Agrobacterium‐mediated delivery of marker genes to Phanerochaete chrysosporium mycelial pellets: a model transformation system for white‐rot fungi

Abstract

The lack of an efficient transformation system in filamentous fungi is one of the major problems in carrying out cloning and expression of genes to produce a value-added product at the commercial level. Therefore an attempt has been made to develop an efficient, convenient and expeditious genetic transformation system for successful transfer of transferred DNA, carrying the genes coding for GUS (beta-glucuronidase) (uidA), green fluorescent protein (gfp) and hygromycin phosphotransferase (hpt) to the nuclear genome of Phanerochaete chrysosporium, a widely studied lignin-degrading white-rot fungus. The transformation of the marker gene was confirmed through GUS, PCR and Southern-blot hybridization.

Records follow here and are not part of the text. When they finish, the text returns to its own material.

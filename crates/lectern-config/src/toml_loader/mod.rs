//! TOML config file loading and creation.

mod loader;
mod paths;
mod template;


pub use loader::{load_default, load_from_path};
pub use paths::{config_file_path, write_default_config, CONFIG_PATH_ENV};
//! State shared by the components of one session.

use std::sync::atomic::{AtomicU64, Ordering};
use std::sync::Arc;

use tokio::sync::{mpsc, watch, Mutex};
use tokio_util::sync::CancellationToken;
use tracing::debug;

use crate::device::{CapabilityNegotiator, Device};
use crate::error::{LiveError, Result};
use crate::media::MediaEngine;
use crate::session::{SessionEvent, SessionStatus};
use crate::signaling::ScopedChannel;

/// Buffer size for the session event channel.
const EVENT_BUFFER: usize = 256;

/// Counter bumped on teardown. Async work captures the value when it
/// starts and discards its result if the value moved on.
#[derive(Debug, Clone, Default)]
pub struct Generation(Arc<AtomicU64>);

impl Generation {
    pub fn current(&self) -> u64 {
        self.0.load(Ordering::Acquire)
    }

    pub fn advance(&self) -> u64 {
        self.0.fetch_add(1, Ordering::AcqRel) + 1
    }

    pub fn is_current(&self, generation: u64) -> bool {
        self.current() == generation
    }
}

#[derive(Clone)]
pub(crate) struct SessionContext {
    pub(crate) signaling: ScopedChannel,
    pub(crate) engine: Arc<dyn MediaEngine>,
    pub(crate) generation: Generation,
    pub(crate) cancel: CancellationToken,
    status_tx: Arc<watch::Sender<SessionStatus>>,
    event_tx: mpsc::Sender<SessionEvent>,
    device: Arc<Mutex<Option<Device>>>,
}

impl SessionContext {
    pub(crate) fn new(
        signaling: ScopedChannel,
        engine: Arc<dyn MediaEngine>,
    ) -> (Self, mpsc::Receiver<SessionEvent>) {
        let (event_tx, event_rx) = mpsc::channel(EVENT_BUFFER);
        let (status_tx, _) = watch::channel(SessionStatus::Idle);
        let ctx = Self {
            signaling,
            engine,
            generation: Generation::default(),
            cancel: CancellationToken::new(),
            status_tx: Arc::new(status_tx),
            event_tx,
            device: Arc::new(Mutex::new(None)),
        };
        (ctx, event_rx)
    }

    pub(crate) fn status(&self) -> watch::Receiver<SessionStatus> {
        self.status_tx.subscribe()
    }

    pub(crate) fn current_status(&self) -> SessionStatus {
        *self.status_tx.borrow()
    }

    pub(crate) fn set_status(&self, status: SessionStatus) {
        let changed = self.status_tx.send_if_modified(|current| {
            if *current == status {
                return false;
            }
            *current = status;
            true
        });
        if changed {
            debug!(?status, "Session status changed");
            self.emit(SessionEvent::StatusChanged(status));
        }
    }

    /// Publish an event without ever blocking the caller.
    pub(crate) fn emit(&self, event: SessionEvent) {
        if let Err(e) = self.event_tx.try_send(event) {
            debug!(error = %e, "Session event dropped");
        }
    }

    pub(crate) fn is_current(&self, generation: u64) -> bool {
        !self.cancel.is_cancelled() && self.generation.is_current(generation)
    }

    pub(crate) fn ensure_current(&self, generation: u64) -> Result<()> {
        if self.is_current(generation) {
            Ok(())
        } else {
            Err(LiveError::Cancelled)
        }
    }

    /// Stop all work belonging to this session.
    pub(crate) fn invalidate(&self) -> u64 {
        self.cancel.cancel();
        self.generation.advance()
    }

    /// Loaded device, negotiating it on first use.
    pub(crate) async fn ensure_device(&self) -> Result<Device> {
        let generation = self.generation.current();
        let mut slot = self.device.lock().await;
        if let Some(device) = slot.as_ref().filter(|d| d.is_loaded()) {
            return Ok(device.clone());
        }
        let device = CapabilityNegotiator::new(self.signaling.clone(), Arc::clone(&self.engine))
            .negotiate()
            .await?;
        self.ensure_current(generation)?;
        *slot = Some(device.clone());
        Ok(device)
    }

    pub(crate) async fn device(&self) -> Option<Device> {
        self.device.lock().await.clone()
    }
}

Transformation with acetosyringone, in the presence of light with partial bleaching for 1 h, were found to be a better combination for fungal transformation with 48% efficiency. The agro-transformation method to transform the modified mycelial pellets offers a practical means for exploiting transgenic approaches in genetic manipulation and improvement of P. chrysosporium, a model white-rot fungus. Moreover, it has the potential to overcome the technical hurdles in genetic manipulation to bio-technologically exploit many other filamentous fungi of industrial importance.